In order to train language models to be good software engineers, we need large amounts of high-quality training data — examples of software bugs and what steps were taken in order to fix them. But collecting such data is difficult: it often requires hours of manual work and complex setups that are hard to scale.

That's where SWE-smith comes in.

SWE-smith is a system that automatically creates realistic training data for AI agents that work with code. Given any existing software project, it builds a runnable version of the code and then generates hundreds or thousands of small tasks — for example, by artificially introducing a bug. We can then use existing language models to attempt to fix these bugs, keep only the successful attempts, and then use this data to train a new language model.

We used SWE-smith to generate over 50,000 tasks from 128 popular open-source repositories and trained SWE-agent-LM-32B, using this data.
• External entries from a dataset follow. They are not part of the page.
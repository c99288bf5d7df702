use serde::Serialize;

/// Stage label stamped on the epilogue node.
pub const END_STAGE: &str = "THE END";

/// One of the two paths offered at a step.
#[derive(Debug, Clone, PartialEq, Eq, Serialize)]
#[serde(rename_all = "camelCase")]
pub struct Choice {
    /// Stable label, "A" or "B" by convention.
    pub id: String,
    /// Short imperative label shown on the control.
    pub short_desc: String,
    /// Consequence prose revealed after the choice is committed.
    pub text: String,
}

/// A single generated narrative beat.
#[derive(Debug, Clone, PartialEq, Eq, Serialize)]
#[serde(rename_all = "camelCase")]
pub struct StoryNode {
    /// 1-indexed position in the session history.
    pub step: u32,
    /// Advisory phase label (e.g. "Separation"), or [`END_STAGE`] on the epilogue.
    pub stage: Option<String>,
    pub title: Option<String>,
    pub narrative: String,
    /// Either empty (terminal node) or exactly two entries.
    pub choices: Vec<Choice>,
    selected_id: Option<String>,
    pub grand_title: Option<String>,
    pub cover_art_prompt: Option<String>,
}

impl StoryNode {
    pub(crate) fn new(narrative: String, choices: Vec<Choice>) -> Self {
        Self {
            step: 0,
            stage: None,
            title: None,
            narrative,
            choices,
            selected_id: None,
            grand_title: None,
            cover_art_prompt: None,
        }
    }

    pub fn is_terminal(&self) -> bool {
        self.choices.is_empty()
    }

    pub fn selected_id(&self) -> Option<&str> {
        self.selected_id.as_deref()
    }

    pub fn choice(&self, id: &str) -> Option<&Choice> {
        self.choices.iter().find(|c| c.id == id)
    }

    /// The committed choice, whose `text` is the consequence to reveal.
    pub fn selected_choice(&self) -> Option<&Choice> {
        self.selected_id.as_deref().and_then(|id| self.choice(id))
    }

    /// Record the user's choice. Returns `false` when a choice was already recorded;
    /// the first one always wins.
    pub(crate) fn select(&mut self, id: &str) -> bool {
        if self.selected_id.is_some() {
            return false;
        }
        self.selected_id = Some(id.to_string());
        true
    }

    /// Backfill the fields every epilogue must carry.
    pub(crate) fn seal_epilogue(&mut self, hero_name: &str) {
        if self.stage.as_deref() != Some(END_STAGE) {
            self.stage = Some(END_STAGE.to_string());
        }
        if self.grand_title.is_none() {
            self.grand_title = Some(fallback_grand_title(hero_name));
        }
    }
}

/// Deterministic closing title used when the generator does not supply one.
pub fn fallback_grand_title(hero_name: &str) -> String {
    format!("THE LEGEND OF {}", hero_name.trim().to_uppercase())
}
This language model achieved the top scores among open-source models, and outperformed GPT-4o on SWE-bench Verified, a benchmark that tests AI agents on real-world software engineering tasks.

Despite recent progress in Language Models for software engineering, collecting training data remains a significant pain point. The procedures to curate such datasets are often complex, necessitating hundreds of hours of human labor; companion execution environments also take up several terabytes of storage, severely limiting their scalability and usability.

To address this pain point, we introduce SWE-smith, a novel pipeline for generating software engineering training data at scale. Given any Python codebase, SWE-smith constructs a corresponding execution environment, then automatically synthesizes 100s to 1,000s of task instances that break existing tests in the codebase. Using SWE-smith, we create a dataset of 50k instances sourced from 128 GitHub repositories, an order of magnitude larger than all previous works.

We train SWE-agent-LM-32B, achieving 40.2% Pass@1 resolve rate on the SWE-bench Verified benchmark, outperforming GPT-4o and setting state of the art among open source models. We open source SWE-smith (collection procedure, task instances, trajectories, models) to lower the barrier of entry for research in LM systems for automated software engineering.